Senate debates

Wednesday, 24 September 2014

Documents

Responses to Senate Resolutions; Tabling

6:07 pm

Photo of Kim CarrKim Carr (Victoria, Australian Labor Party, Shadow Minister Assisting the Leader for Science) Share this | Hansard source

I want to comment on Minister Pyne's letter, dated 17 September, in response to the Senate resolution. His response is yet another example of the coalition's deliberate deceptions and misrepresentations. Before the election the then shadow minister for education promised:

You can vote Liberal or Labor and you will get exactly the same amount of funding for your school.

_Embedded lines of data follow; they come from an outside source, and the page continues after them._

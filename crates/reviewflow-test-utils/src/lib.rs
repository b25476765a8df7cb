//!
//! Reviewflow Test Utils - stub collaborators for workflow tests
//!
//! Deterministic classifier, sink, and notifier implementations so tests can
//! script each collaborator's behavior without real services.

#![forbid(unsafe_code)]
#![warn(missing_docs)]

use async_trait::async_trait;
use reviewflow_core::{
    Classification, Classifier, Notifier, PortError, ReviewAlert, ReviewSubmission, Sentiment,
    WorkflowError,
};
use std::collections::HashMap;
use std::sync::Mutex;

/// Classifies every text with the same preset result.
pub struct FixedClassifier {
    result: Classification,
}

impl FixedClassifier {
    /// Always answer with the given sentiment.
    pub fn new(sentiment: Sentiment) -> Self {
        Self {
            result: Classification::of(sentiment),
        }
    }
}

#[async_trait]
impl Classifier for FixedClassifier {
    async fn classify(&self, _text: &str) -> Result<Classification, PortError> {
        Ok(self.result.clone())
    }
}

/// Classifies by exact text lookup; unknown texts come back neutral.
#[derive(Default)]
pub struct ScriptedClassifier {
    by_text: HashMap<String, Sentiment>,
}

impl ScriptedClassifier {
    /// An empty script.
    pub fn new() -> Self {
        Self::default()
    }

    /// Script the answer for one text.
    pub fn on(mut self, text: impl Into<String>, sentiment: Sentiment) -> Self {
        self.by_text.insert(text.into(), sentiment);
        self
    }
}

#[async_trait]
impl Classifier for ScriptedClassifier {
    async fn classify(&self, text: &str) -> Result<Classification, PortError> {
        let sentiment = self
            .by_text
            .get(text)
            .copied()
            .unwrap_or(Sentiment::Neutral);
        Ok(Classification::of(sentiment))
    }
}

/// Fails every classification.
pub struct UnavailableClassifier;

#[async_trait]
impl Classifier for UnavailableClassifier {
    async fn classify(&self, _text: &str) -> Result<Classification, PortError> {
        Err(PortError::Unavailable(
            "classifier service offline".to_string(),
        ))
    }
}

/// Never answers. For exercising run time budgets.
pub struct HangingClassifier;

#[async_trait]
impl Classifier for HangingClassifier {
    async fn classify(&self, _text: &str) -> Result<Classification, PortError> {
        futures::future::pending().await
    }
}

/// Collects every alert it is asked to send.
#[derive(Default)]
pub struct RecordingNotifier {
    alerts: Mutex<Vec<ReviewAlert>>,
}

impl RecordingNotifier {
    /// An empty recorder.
    pub fn new() -> Self {
        Self::default()
    }

    /// Alerts sent so far, in order.
    pub fn sent(&self) -> Vec<ReviewAlert> {
        self.alerts.lock().unwrap().clone()
    }

    /// Number of alerts sent.
    pub fn count(&self) -> usize {
        self.alerts.lock().unwrap().len()
    }
}

#[async_trait]
impl Notifier for RecordingNotifier {
    async fn send(&self, alert: &ReviewAlert) -> Result<(), PortError> {
        self.alerts.lock().unwrap().push(alert.clone());
        Ok(())
    }
}

/// Rejects every send.
pub struct FailingNotifier;

#[async_trait]
impl Notifier for FailingNotifier {
    async fn send(&self, _alert: &ReviewAlert) -> Result<(), PortError> {
        Err(PortError::Unavailable("topic unreachable".to_string()))
    }
}

/// A valid submission, panicking on bad test input.
pub fn submission(book_id: &str, reviewer: &str, message: &str) -> ReviewSubmission {
    match ReviewSubmission::new(book_id, reviewer, message) {
        Ok(submission) => submission,
        Err(WorkflowError::Validation(msg)) => panic!("invalid test submission: {}", msg),
        Err(other) => panic!("unexpected error: {}", other),
    }
}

Just two days before the election, Mr Tony Abbott promised that there would be 'No cuts to education, no cuts to health, no change to pensions, no change to the GST and no cuts to the ABC or SBS.' But the deceit and the duplicity have of course all been laid bare. Today we see an ideologically-driven minister saying that black is white and claiming that this government does have a commitment to rural and regional schools. Nothing could be further from the truth.

The government's mendacity is understood even by conservative governments, such as that in New South Wales. The New South Wales education minister, in responding to Mr Abbott breaking his promise to honour the Gonski agreements by cutting $30 billion from school funding, said:

Schools in regional areas, as well as disadvantaged and Aboriginal students, will be the hardest hit.

The recent PISA analysis shows that students in regional areas are up to a year behind their city peers and those in remote areas up to two years behind. This is completely unacceptable for a country which says that the importance of education is a measure of our civilisation.

Country schools are paying the price for the inequality in our school system. And to those in the coalition who say that money does not matter: tell that to the parents of children who go to some of our elite private schools and who are paying over $30,000 a year per child to go to those schools. You tell them that money does not matter! National Party senators in particular ought hang their heads in shame because they are demonstrating just what doormats they are to this government. Clearly, they have no sway whatsoever within the government. Country schools in fact have the most to gain from the full implementation of the school reforms that the Labor Party introduced when we were in government, which of course means keeping the loadings and the funding for years 5 and 6 of that school reform program.

Instead, what we have seen from the government is $30 billion cut from schools. They are cutting funding from every school in Australia by an average of $3.2 million—that is, $1,000 per student. The minister pretends that, somehow, he should be congratulated for linking school funding to the CPI. Anyone who knows anything about education knows that the ABS Education Price Index increases by 5.1 per cent a year, whereas the budget papers predict a CPI increase of just 2.5 per cent per year. That of course has a significant compounding effect when you look at it in real terms.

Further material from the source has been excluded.